By the time Nigerians file into polling units in 2027, the most consequential battle for the nation’s democracy may already have been fought — and perhaps won or lost. Elections are merely democracy’s public ceremony, the visible culmination of political choices shaped long before the first ballot is cast.

The real test of democratic health lies elsewhere: in the independence of institutions, the conduct of political actors, the resilience of the rule of law, the protection of dissent, and the willingness of those entrusted with power to submit themselves to the same constitutional restraints they expect others to obey.

It is in these quiet, often-overlooked arenas — not on Election Day — that democracies either flourish or gradually unravel. This distinction is essential in the months ahead. Nigeria has every reason to take pride in sustaining uninterrupted civilian rule since 1999.

In a continent where constitutional disruptions and democratic reversals have become increasingly common, the country’s record of regular elections represents an achievement worthy of recognition. Governments have changed through the ballot box, opposition parties have occasionally defeated incumbents, and democratic institutions have matured with each electoral cycle. Yet, democratic longevity should never be mistaken for democratic consolidation.

Conducting elections repeatedly does not, by itself, guarantee the deepening of democracy. A nation may become increasingly proficient at organising elections, while simultaneously becoming less committed to the democratic principles that give those elections meaning.

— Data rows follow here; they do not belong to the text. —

use tracing::info;
use uuid::Uuid;

use crate::{
    dao::{identity::Identity, models::ProfileEntity},
    dto::profile::{ProfileView, UpdateProfileRequest},
    error::ServiceError,
    services::change_events,
    state::{CurrentUser, SharedState},
};

/// Profile of `identity`, created from the identity on first sign-in.
pub async fn ensure_profile(
    state: &SharedState,
    identity: &Identity,
) -> Result<ProfileEntity, ServiceError> {
    let store = state.require_store().await?;
    if let Some(profile) = store.find_profile(identity.id).await? {
        return Ok(profile);
    }

    let profile = store
        .save_profile(ProfileEntity::from_identity(identity, state.now()))
        .await?;
    info!(user_id = %profile.id, "profile created on first sign-in");
    change_events::profile_saved(state.feed(), None, &profile);
    Ok(profile)
}

/// The caller's own profile.
pub async fn my_profile(state: &SharedState, user: &CurrentUser) -> Result<ProfileView, ServiceError> {
    ensure_profile(state, &user.identity).await.map(Into::into)
}

/// Any user's profile.
pub async fn get_profile(state: &SharedState, id: Uuid) -> Result<ProfileView, ServiceError> {
    let store = state.require_store().await?;
    store
        .find_profile(id)
        .await?
        .map(Into::into)
        .ok_or_else(|| ServiceError::NotFound(format!("profile `{id}` not found")))
}

/// Partial update of the caller's own profile.
pub async fn update_my_profile(
    state: &SharedState,
    user: &CurrentUser,
    request: UpdateProfileRequest,
) -> Result<ProfileView, ServiceError> {
    let previous = ensure_profile(state, &user.identity).await?;
    let mut profile = previous.clone();

    let UpdateProfileRequest {
        full_name,
        avatar_url,
        bio,
        location,
        preferred_sports,
        skill_levels,
    } = request;

    if let Some(full_name) = full_name {
        profile.full_name = non_empty(full_name);
    }
    if let Some(avatar_url) = avatar_url {
        profile.avatar_url = Some(avatar_url);
    }
    if let Some(bio) = bio {
        profile.bio = non_empty(bio);
    }
    if let Some(location) = location {
        profile.location = non_empty(location);
    }
    if let Some(sports) = preferred_sports {
        profile.preferred_sports = known_sports(state, sports)?;
    }
    if let Some(levels) = skill_levels {
        if let Some(unknown) = levels.keys().find(|sport| !state.config().is_known_sport(sport)) {
            return Err(ServiceError::InvalidInput(format!("unknown sport `{unknown}`")));
        }
        profile.skill_levels = levels;
    }

    if profile == previous {
        return Ok(profile.into());
    }
    profile.updated_at = state.now();

    let store = state.require_store().await?;
    let saved = store.save_profile(profile).await?;
    info!(user_id = %saved.id, "profile updated");
    change_events::profile_saved(state.feed(), Some(&previous), &saved);
    Ok(saved.into())
}

/// Validate against the configured list and drop duplicates, keeping the first occurrence.
fn known_sports(state: &SharedState, sports: Vec<String>) -> Result<Vec<String>, ServiceError> {
    let mut unique = Vec::with_capacity(sports.len());
    for sport in sports {
        if !state.config().is_known_sport(&sport) {
            return Err(ServiceError::InvalidInput(format!("unknown sport `{sport}`")));
        }
        if !unique.contains(&sport) {
            unique.push(sport);
        }
    }
    Ok(unique)
}

fn non_empty(value: String) -> Option<String> {
    let trimmed = value.trim();
    (!trimmed.is_empty()).then(|| trimmed.to_string())
}

#[cfg(test)]
mod tests {
    use std::{collections::BTreeMap, sync::Arc};

    use super::*;
    use crate::{
        config::AppConfig,
        dao::{
            game_store::memory::MemoryStore, identity::memory::MemoryIdentityProvider,
            models::SkillLevel,
        },
        state::AppState,
    };

    fn user() -> CurrentUser {
        CurrentUser {
            identity: Identity {
                id: Uuid::new_v4(),
                email: Some("ravi@example.com".into()),
                display_name: Some("Ravi".into()),
                avatar_url: Some("https://img.example.com/ravi.png".into()),
            },
            token: "ravi".into(),
        }
    }

    async fn state() -> SharedState {
        let state = AppState::new(AppConfig::default(), Arc::new(MemoryIdentityProvider::new()));
        state.install_store(Arc::new(MemoryStore::new())).await;
        state
    }

    #[tokio::test]
    async fn first_sign_in_seeds_the_profile_from_the_identity() {
        let state = state().await;
        let caller = user();

        let profile = my_profile(&state, &caller).await.unwrap();
        assert_eq!(profile.full_name.as_deref(), Some("Ravi"));
        assert_eq!(profile.email.as_deref(), Some("ravi@example.com"));
        assert!(get_profile(&state, caller.id()).await.is_ok());
        assert!(matches!(
            get_profile(&state, Uuid::new_v4()).await,
            Err(ServiceError::NotFound(_))
        ));
    }

    #[tokio::test]
    async fn update_deduplicates_sports_and_clears_blank_fields() {
        let state = state().await;
        let caller = user();

        let updated = update_my_profile(
            &state,
            &caller,
            UpdateProfileRequest {
                bio: Some("  ".into()),
                location: Some("India, Karnataka, Mysore".into()),
                preferred_sports: Some(vec!["Tennis".into(), "Cricket".into(), "Tennis".into()]),
                skill_levels: Some(BTreeMap::from([("Tennis".to_string(), SkillLevel::Advanced)])),
                ..UpdateProfileRequest::default()
            },
        )
        .await
        .unwrap();

        assert_eq!(updated.preferred_sports, ["Tennis", "Cricket"]);
        assert_eq!(updated.bio, None);
        assert_eq!(updated.location.as_deref(), Some("India, Karnataka, Mysore"));
        assert_eq!(updated.skill_levels["Tennis"], SkillLevel::Advanced);
    }

    #[tokio::test]
    async fn unknown_sports_are_rejected() {
        let state = state().await;
        let result = update_my_profile(
            &state,
            &user(),
            UpdateProfileRequest {
                preferred_sports: Some(vec!["Curling on ice".into()]),
                ..UpdateProfileRequest::default()
            },
        )
        .await;
        assert!(matches!(result, Err(ServiceError::InvalidInput(_))));
    }
}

Democracy is not measured simply by the regularity of voting; it is measured by the openness of political competition, the impartiality of institutions, the protection of fundamental freedoms, and the confidence of citizens that every political actor competes under the same constitutional rules. That distinction matters profoundly as Nigeria begins its long march towards another defining election, in which the health of democracy will be tested beyond the ballot box.

Across the political landscape, internal crises have become almost routine. Leadership disputes, factional struggles, and prolonged litigation have weakened several opposition parties, while internal disagreements have hardly been absent within the ruling party itself. Such tensions are not unique to Nigeria; political parties everywhere experience internal contestation.

What should concern every democrat, however, is the growing public perception that institutions established to arbitrate political disputes are increasingly viewed through partisan lenses. Whether that perception is entirely justified is, in many respects, secondary. Public confidence matters, even when the facts remain contested.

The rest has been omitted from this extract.